● WHAT THIS TASK INVOLVES: Among the entries that follow, find every line with the word "info" and copy it.

[THE INPUT]

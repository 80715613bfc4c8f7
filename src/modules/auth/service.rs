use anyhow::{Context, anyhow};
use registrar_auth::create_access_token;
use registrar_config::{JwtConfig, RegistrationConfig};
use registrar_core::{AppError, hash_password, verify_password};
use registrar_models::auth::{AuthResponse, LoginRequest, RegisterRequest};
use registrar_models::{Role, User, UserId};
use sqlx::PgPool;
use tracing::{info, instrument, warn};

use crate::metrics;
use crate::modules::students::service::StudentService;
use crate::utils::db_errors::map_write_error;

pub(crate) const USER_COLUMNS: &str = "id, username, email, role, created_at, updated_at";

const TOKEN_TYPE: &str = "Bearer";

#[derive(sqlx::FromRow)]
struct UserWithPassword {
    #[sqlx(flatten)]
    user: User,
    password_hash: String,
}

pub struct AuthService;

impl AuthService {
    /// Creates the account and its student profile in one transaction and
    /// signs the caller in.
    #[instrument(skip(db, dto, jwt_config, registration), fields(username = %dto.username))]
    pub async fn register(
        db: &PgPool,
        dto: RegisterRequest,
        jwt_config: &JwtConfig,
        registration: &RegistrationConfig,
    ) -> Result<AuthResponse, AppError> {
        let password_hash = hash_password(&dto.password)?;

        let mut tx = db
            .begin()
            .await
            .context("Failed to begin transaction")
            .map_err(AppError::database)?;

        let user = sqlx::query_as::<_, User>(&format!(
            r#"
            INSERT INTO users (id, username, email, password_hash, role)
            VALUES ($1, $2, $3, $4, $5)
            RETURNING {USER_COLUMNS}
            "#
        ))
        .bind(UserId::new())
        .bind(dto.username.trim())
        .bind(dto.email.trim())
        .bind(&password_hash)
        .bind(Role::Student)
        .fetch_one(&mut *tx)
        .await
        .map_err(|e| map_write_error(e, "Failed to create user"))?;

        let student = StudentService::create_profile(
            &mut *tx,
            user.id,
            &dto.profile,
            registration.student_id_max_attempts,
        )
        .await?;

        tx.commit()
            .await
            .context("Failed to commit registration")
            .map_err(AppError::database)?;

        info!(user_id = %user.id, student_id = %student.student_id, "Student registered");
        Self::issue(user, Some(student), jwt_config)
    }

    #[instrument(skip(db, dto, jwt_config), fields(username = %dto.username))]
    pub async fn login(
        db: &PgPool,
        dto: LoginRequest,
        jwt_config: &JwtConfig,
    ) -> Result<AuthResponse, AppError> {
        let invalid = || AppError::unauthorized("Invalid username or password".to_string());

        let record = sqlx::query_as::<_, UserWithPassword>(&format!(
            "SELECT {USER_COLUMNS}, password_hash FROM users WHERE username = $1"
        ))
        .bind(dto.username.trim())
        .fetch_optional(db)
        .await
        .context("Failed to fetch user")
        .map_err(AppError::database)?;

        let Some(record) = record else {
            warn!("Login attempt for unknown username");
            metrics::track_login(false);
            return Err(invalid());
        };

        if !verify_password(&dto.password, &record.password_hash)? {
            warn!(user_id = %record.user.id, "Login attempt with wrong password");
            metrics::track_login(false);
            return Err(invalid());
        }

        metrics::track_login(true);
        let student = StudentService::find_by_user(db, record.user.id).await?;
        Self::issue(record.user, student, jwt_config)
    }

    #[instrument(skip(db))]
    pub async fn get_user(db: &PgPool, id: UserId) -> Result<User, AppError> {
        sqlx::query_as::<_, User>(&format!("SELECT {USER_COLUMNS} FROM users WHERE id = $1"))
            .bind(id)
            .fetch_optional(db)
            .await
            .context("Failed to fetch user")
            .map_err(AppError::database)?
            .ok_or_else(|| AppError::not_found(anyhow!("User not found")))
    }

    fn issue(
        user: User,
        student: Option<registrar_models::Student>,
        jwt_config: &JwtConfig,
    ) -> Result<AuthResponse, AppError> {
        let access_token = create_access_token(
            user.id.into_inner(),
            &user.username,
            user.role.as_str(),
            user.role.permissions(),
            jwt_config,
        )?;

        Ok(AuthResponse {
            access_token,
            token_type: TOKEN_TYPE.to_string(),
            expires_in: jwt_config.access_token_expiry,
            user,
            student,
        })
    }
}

[/THE INPUT]
[THE INPUT]

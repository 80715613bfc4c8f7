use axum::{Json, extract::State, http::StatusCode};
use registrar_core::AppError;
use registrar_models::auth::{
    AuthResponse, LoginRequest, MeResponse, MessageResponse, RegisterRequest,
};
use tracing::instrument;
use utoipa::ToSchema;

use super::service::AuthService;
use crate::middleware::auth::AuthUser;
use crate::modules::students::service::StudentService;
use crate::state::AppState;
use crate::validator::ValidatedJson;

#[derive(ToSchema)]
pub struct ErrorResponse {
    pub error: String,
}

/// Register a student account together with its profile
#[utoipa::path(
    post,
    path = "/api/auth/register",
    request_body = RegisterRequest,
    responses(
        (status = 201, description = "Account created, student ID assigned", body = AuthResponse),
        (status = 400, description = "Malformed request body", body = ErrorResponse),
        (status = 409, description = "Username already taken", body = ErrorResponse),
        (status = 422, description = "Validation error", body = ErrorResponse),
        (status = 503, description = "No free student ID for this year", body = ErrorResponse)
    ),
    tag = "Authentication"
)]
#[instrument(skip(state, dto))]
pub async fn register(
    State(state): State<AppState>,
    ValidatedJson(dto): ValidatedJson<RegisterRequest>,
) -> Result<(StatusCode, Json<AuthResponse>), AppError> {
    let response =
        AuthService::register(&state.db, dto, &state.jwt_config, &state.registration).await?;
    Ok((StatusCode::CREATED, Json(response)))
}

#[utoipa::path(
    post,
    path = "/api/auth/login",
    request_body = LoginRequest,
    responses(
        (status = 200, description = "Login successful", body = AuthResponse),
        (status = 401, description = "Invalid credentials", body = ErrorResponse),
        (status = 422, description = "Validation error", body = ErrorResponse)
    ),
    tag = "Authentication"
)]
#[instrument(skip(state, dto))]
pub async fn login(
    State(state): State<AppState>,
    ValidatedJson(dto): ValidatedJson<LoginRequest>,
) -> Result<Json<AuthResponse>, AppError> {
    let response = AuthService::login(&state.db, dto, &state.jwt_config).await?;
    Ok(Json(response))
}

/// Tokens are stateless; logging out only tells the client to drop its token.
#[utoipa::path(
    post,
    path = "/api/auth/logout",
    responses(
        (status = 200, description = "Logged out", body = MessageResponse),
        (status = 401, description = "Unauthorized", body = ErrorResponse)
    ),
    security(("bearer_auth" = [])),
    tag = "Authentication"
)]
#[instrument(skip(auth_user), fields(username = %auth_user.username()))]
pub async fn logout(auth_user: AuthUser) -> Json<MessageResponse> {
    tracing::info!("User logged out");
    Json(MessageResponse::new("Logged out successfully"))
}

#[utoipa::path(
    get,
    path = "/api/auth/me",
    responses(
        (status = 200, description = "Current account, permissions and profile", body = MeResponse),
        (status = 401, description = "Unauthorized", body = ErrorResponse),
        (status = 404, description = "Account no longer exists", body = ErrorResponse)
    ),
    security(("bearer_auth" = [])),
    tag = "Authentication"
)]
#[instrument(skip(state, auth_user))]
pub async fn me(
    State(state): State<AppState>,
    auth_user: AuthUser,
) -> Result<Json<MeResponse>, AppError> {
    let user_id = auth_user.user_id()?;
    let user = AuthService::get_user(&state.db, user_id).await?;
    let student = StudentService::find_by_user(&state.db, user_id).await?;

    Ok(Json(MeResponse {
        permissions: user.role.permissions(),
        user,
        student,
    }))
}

[/THE INPUT]

● REPLY TO THE EXERCISE:
use tracing::{info, instrument, warn};
        info!(user_id = %user.id, student_id = %student.student_id, "Student registered");
    tracing::info!("User logged out");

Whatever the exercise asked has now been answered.